(Dataset entries)

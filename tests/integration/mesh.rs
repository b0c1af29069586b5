use anyhow::Result;

use crate::*;

/// Three fully connected forwarding nodes. Every node relays everything it
/// accepts, so each message circulates; the dedup window must stop it after
/// one delivery per node.
#[tokio::test(flavor = "multi_thread", worker_threads = 2)]
async fn test_mesh_relay_terminates() -> Result<()> {
    let a = TestNode::spawn("a").await?;
    let b = TestNode::spawn("b").await?;
    let c = TestNode::spawn("c").await?;

    a.connect(&b).await?;
    b.connect(&c).await?;
    c.connect(&a).await?;
    wait_for_mesh(&[&a, &b, &c]).await?;

    a.node.broadcast_user_text("round and round").await?;
    wait_until("b and c receive", || {
        b.received().len() == 1 && c.received().len() == 1
    })
    .await?;
    settle().await;

    assert_eq!(b.received(), vec!["round and round"]);
    assert_eq!(c.received(), vec!["round and round"]);
    assert!(a.received().is_empty(), "sender saw its own message: {:?}", a.received());

    for node in [&a, &b, &c] {
        node.node.shutdown().await;
    }
    Ok(())
}

/// Many messages from every node in parallel: each node shows each foreign
/// message exactly once.
#[tokio::test(flavor = "multi_thread", worker_threads = 4)]
async fn test_mesh_concurrent_senders() -> Result<()> {
    let nodes = [
        TestNode::spawn("a").await?,
        TestNode::spawn("b").await?,
        TestNode::spawn("c").await?,
    ];
    nodes[0].connect(&nodes[1]).await?;
    nodes[1].connect(&nodes[2]).await?;
    nodes[2].connect(&nodes[0]).await?;
    wait_for_mesh(&[&nodes[0], &nodes[1], &nodes[2]]).await?;

    const PER_NODE: usize = 20;
    let mut sends = Vec::new();
    for (i, n) in nodes.iter().enumerate() {
        let node = n.node.clone();
        sends.push(tokio::spawn(async move {
            for k in 0..PER_NODE {
                node.broadcast_user_text(&format!("{i}-{k}")).await?;
            }
            anyhow::Ok(())
        }));
    }
    for send in sends {
        send.await??;
    }

    let expected = PER_NODE * (nodes.len() - 1);
    wait_until("all messages delivered", || {
        nodes.iter().all(|n| n.received().len() >= expected)
    })
    .await?;
    settle().await;

    for (i, n) in nodes.iter().enumerate() {
        let mut got = n.received();
        assert_eq!(got.len(), expected, "node {i} got duplicates");
        got.sort();
        got.dedup();
        assert_eq!(got.len(), expected, "node {i} got duplicates");
        assert!(got.iter().all(|t| !t.starts_with(&format!("{i}-"))));
    }

    for n in &nodes {
        n.node.shutdown().await;
    }
    Ok(())
}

__Instructions to follow__:
Filter the data, keeping only the lines that contain "dedup".

__Exercise solution__:
/// accepts, so each message circulates; the dedup window must stop it after
        got.dedup();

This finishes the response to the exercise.